Your intellectual fly is open when you use an LLM to author a post (2025)
Widespread use of large language models to draft posts, especially on platforms like LinkedIn, is raising concerns about authenticity, readability, and intellectual honesty. Many commenters argue that undisclosed AI-generated text amounts to a kind of intellectual catfishing or ghostwriting, eroding trust and depriving both writer and reader of the thinking that happens during real writing. Others see LLMs as legitimate “cognitive prosthetics” or translation tools—especially for non‑native speakers or routine communication—so long as humans still review, endorse, and clearly differentiate between machine‑assisted and machine‑delegated authorship.
LLM Writing Quality & “Slop”
- Many commenters find typical LLM prose verbose, cliché‑ridden, and stylistically homogeneous, especially on LinkedIn and in corporate email.
- Common “tells”: overuse of certain constructions (e.g., “It’s not X, it’s Y”), inflated length, generic enthusiasm, and a flattened, house‑style voice.
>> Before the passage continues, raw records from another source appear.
//! [`RoamingGuard`] – automatic safe Z for tools that roam at unsafe Z.
//!
//! A tool whose Z axis is virtual (a camera on a shared head, for instance)
//! never physically moves down, yet its *nominal* Z may be left below safe Z
//! after a user action.  Jogging such a tool around the bed keeps that unsafe
//! Z alive.  The guard remembers where the last user action left the tool
//! and, once the operator has jogged further than the machine's
//! `unsafe_z_roaming_distance` away from there, advises sending the tool to
//! safe Z.

use pnpguard_machine::MachineSnapshot;
use pnpguard_types::{LengthUnit, Location};
use tracing::debug;

/// What the caller should do after a user action.
#[derive(Debug, Clone, Copy, PartialEq, Eq)]
pub enum RoamingAdvice {
    Stay,
    MoveToSafeZ,
}

/// Tracks the location of the last non-jog user action.
#[derive(Debug, Clone, Default)]
pub struct RoamingGuard {
    anchor: Option<Location>,
}

impl RoamingGuard {
    pub fn new() -> Self {
        Self::default()
    }

    /// Where the last user action left the tool, if it was below safe Z.
    pub fn anchor(&self) -> Option<Location> {
        self.anchor
    }

    /// Observe a completed user action on `tool_id`.
    ///
    /// `selected_tool` is the tool the operator had selected *before* this
    /// action and `jogging` tells whether the action was a jog (as opposed to
    /// a "move to" or any other targeted command).  `machine` must reflect the
    /// state after the action.
    pub fn observe(
        &mut self,
        machine: &MachineSnapshot,
        tool_id: &str,
        selected_tool: Option<&str>,
        jogging: bool,
    ) -> RoamingAdvice {
        let Ok(tool) = machine.tool(tool_id) else {
            return RoamingAdvice::Stay;
        };
        if tool.head.is_none() {
            return RoamingAdvice::Stay;
        }

        let location = machine.current_location(tool);
        if machine.is_in_safe_z_zone(tool, location) {
            self.anchor = None;
            return RoamingAdvice::Stay;
        }

        let anchor = match self.anchor {
            Some(anchor) if jogging && selected_tool == Some(tool_id) => anchor,
            _ => {
                self.anchor = Some(location.convert_to_units(LengthUnit::Millimeters));
                return RoamingAdvice::Stay;
            }
        };

        if !machine.has_virtual_z(tool) {
            return RoamingAdvice::Stay;
        }

        let distance = anchor.linear_length_to(&location);
        let limit = machine.settings.unsafe_z_roaming_distance;
        if distance.to_mm() > limit.to_mm() {
            debug!(
                tool = %tool,
                anchor = %anchor,
                location = %location,
                distance = %distance,
                "roamed too far at unsafe Z, going to safe Z"
            );
            self.anchor = None;
            return RoamingAdvice::MoveToSafeZ;
        }
        RoamingAdvice::Stay
    }
}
- Some argue critics partly want AI output to be bad; others note AI text and images are clearly improving and can already be slick on the surface while remaining shallow.
Authenticity, Disclosure, and Ethics
- Strong view: passing largely LLM‑written text off as your own is misrepresentation or ghostwriting without attribution; akin to plagiarism of a machine.
- Objection to undisclosed use: readers think they’re seeing a person’s thinking, when they’re seeing a model’s template with light prompting.
- Counter‑view: tools are tools; nobody discloses spellcheck, Word grammar, or autocomplete. Authors remain responsible for content regardless of tools used.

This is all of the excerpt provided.